Open tobiasstadler opened 3 years ago
We have plans to extend the integration with async-profiler that we currently use for profiler inferred spans.
Currently, we use async-profiler to create additional spans for slow methods but we do plan to extend the integration so that we can show flamegraphs for CPU, allocation, and lock profiling. We don't have a specific timeline for that yet. We'll probably make it configurable (also using the UI) whether to run the profiler continuously or just for a period of time.
Linking individual events, such as an object allocation, to a specific trace sounds like a cool feature but will most likely not be something we'd do in the first version. It's not impossible and for profiler-inferred spans, we already collect the information when which span has been active on which thread. But storing that information would likely considerably increase the storage requirement so that it might not be a good tradeoff given that you'd probably mostly want to analyze the allocations/cpu/lock contention on a global (per service) level. I'm not saying that drilling down to a specific trace group or even instance wouldn't be useful but when you want to find out what slows down your service in general, you probably don't need to drill down into those details. And if you want to find out why a particular instance of a trace was slow, profiler inferred spans can help you.
As for async-profiler vs JFR, some of the reasons why we chose async-profiler as it can recover stack traces that JFR/AsyncGetCallTrace can't gather (such as JVM intrinsic ex. System.arraycopy
; more details here: https://github.com/apangin/java-profiling-presentation), can capture kernel stacks, and because it's compatible with more Java versions.
My intention is not to replace the async-profiler (which is a great tool), but to use JFR for stuff aync-profiler can't do (as far as I know).
E.g. I would like to be able to do something like
try (RecordingStream rs = new RecordingStream()) {
rs.enable("jdk.SafepointBegin").withThreshold(Duration.ofMillis(0));
rs.enable("jdk.G1GarbageCollection").withThreshold(Duration.ofMillis(0));
rs.enable("jdk.ObjectCount").withPeriod(Duration.ofSeconds(1));
rs.enable(...).withPeriod(Duration.ofSeconds(1));
...
rs.onEvent(re -> {
//send event to apm-server/elasticsearch
});
rs.start();
}
or
new Recording().start();
Recording r = FlightRecorder.getFlightRecorder().takeSnapshot();
//send events to apm-server/elasticsearch
via the APM App in Kibana for a specific service or host or ...
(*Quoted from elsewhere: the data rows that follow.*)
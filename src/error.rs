//! Error types for quickadd.
//!
//! Parsing itself never fails; these errors cover the ambient surface:
//! configuration files, command-line arguments and output serialization.

use thiserror::Error;

/// Errors produced outside the parser.
#[derive(Debug, Error)]
pub enum QuickAddError {
    /// Configuration could not be located, read, or parsed.
    #[error("configuration error: {0}")]
    Config(String),

    /// Filesystem or terminal I/O failure.
    #[error("I/O error: {0}")]
    Io(#[from] std::io::Error),

    /// JSON serialization failure.
    #[error("serialization error: {0}")]
    Parse(#[from] serde_json::Error),

    /// A command-line value was rejected.
    #[error("invalid argument: {0}")]
    InvalidArgument(String),
}

#[cfg(test)]
mod tests {
    use super::*;

    #[test]
    fn test_error_messages() {
        let err = QuickAddError::Config("missing HOME".to_string());
        assert_eq!(err.to_string(), "configuration error: missing HOME");

        let err = QuickAddError::InvalidArgument("--now".to_string());
        assert_eq!(err.to_string(), "invalid argument: --now");
    }

    #[test]
    fn test_io_error_conversion() {
        let io = std::io::Error::new(std::io::ErrorKind::NotFound, "gone");
        let err: QuickAddError = io.into();
        assert!(matches!(err, QuickAddError::Io(_)));
    }
}
//! First-order logic representation
//!
//! This module provides the formula tree the normalizer rewrites: terms,
//! predicates, the four node kinds and their rewrite operations, and the
//! clausal view of a normalized sentence.

pub mod clause;
pub mod connective;
pub mod formula;
pub mod negation;
pub mod predicate;
pub mod quantifier;
pub mod term;

// Re-export commonly used types
pub use clause::{ClausalForm, Clause, Literal, QuantifierBlock};
pub use connective::{Connective, ConnectiveKind};
pub use formula::Formula;
pub use negation::Negation;
pub use predicate::Predicate;
pub use quantifier::{Quantifier, QuantifierKind};
pub use term::Term;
It would be nice if I could select the events, which should be recorded, in Kibana. It would be even nicer if custom events are supported. But I am also happy with a fixed set of events.
Since JFR was back ported to JDK 8, support for it is not that bad anymore..
https://github.com/open-telemetry/opentelemetry-java-contrib/tree/main/jfr-streaming is roughly was I was thinking of.
Looks interesting! That creates metrics out of the JFR stream instead of ingesting them as single events, though.
Once we add support for the OTel metrics API (which is still in flux) we might just support the jfr-streaming module. For now, we're focussing on supporting the OTel tracing API first.
Mapping the events to metrics is a good start in my opinion. But I don‘t think every event can be mapped to a metric (e.g. thread creation).
Also the integration with Kibana (visualization of the data, dynamically changing the captured events, …) is missing.
Having something like https://github.com/flight-recorder/health-report in Kibana would be nice
It would be nice if the agent could process events generated by the Java Flight Record and send them to the server. Where possibl3 the events should be linked to traces/spans. The events should then be displayed in the apm app in Kibana in a nice way (e.g. like JDK Mission Control). In addition to that it would be nice, if one could start/stop profiling using Kibana or even select which event should be gathered by the agent.
Datadog has assimilate feature called Continuous Profiler.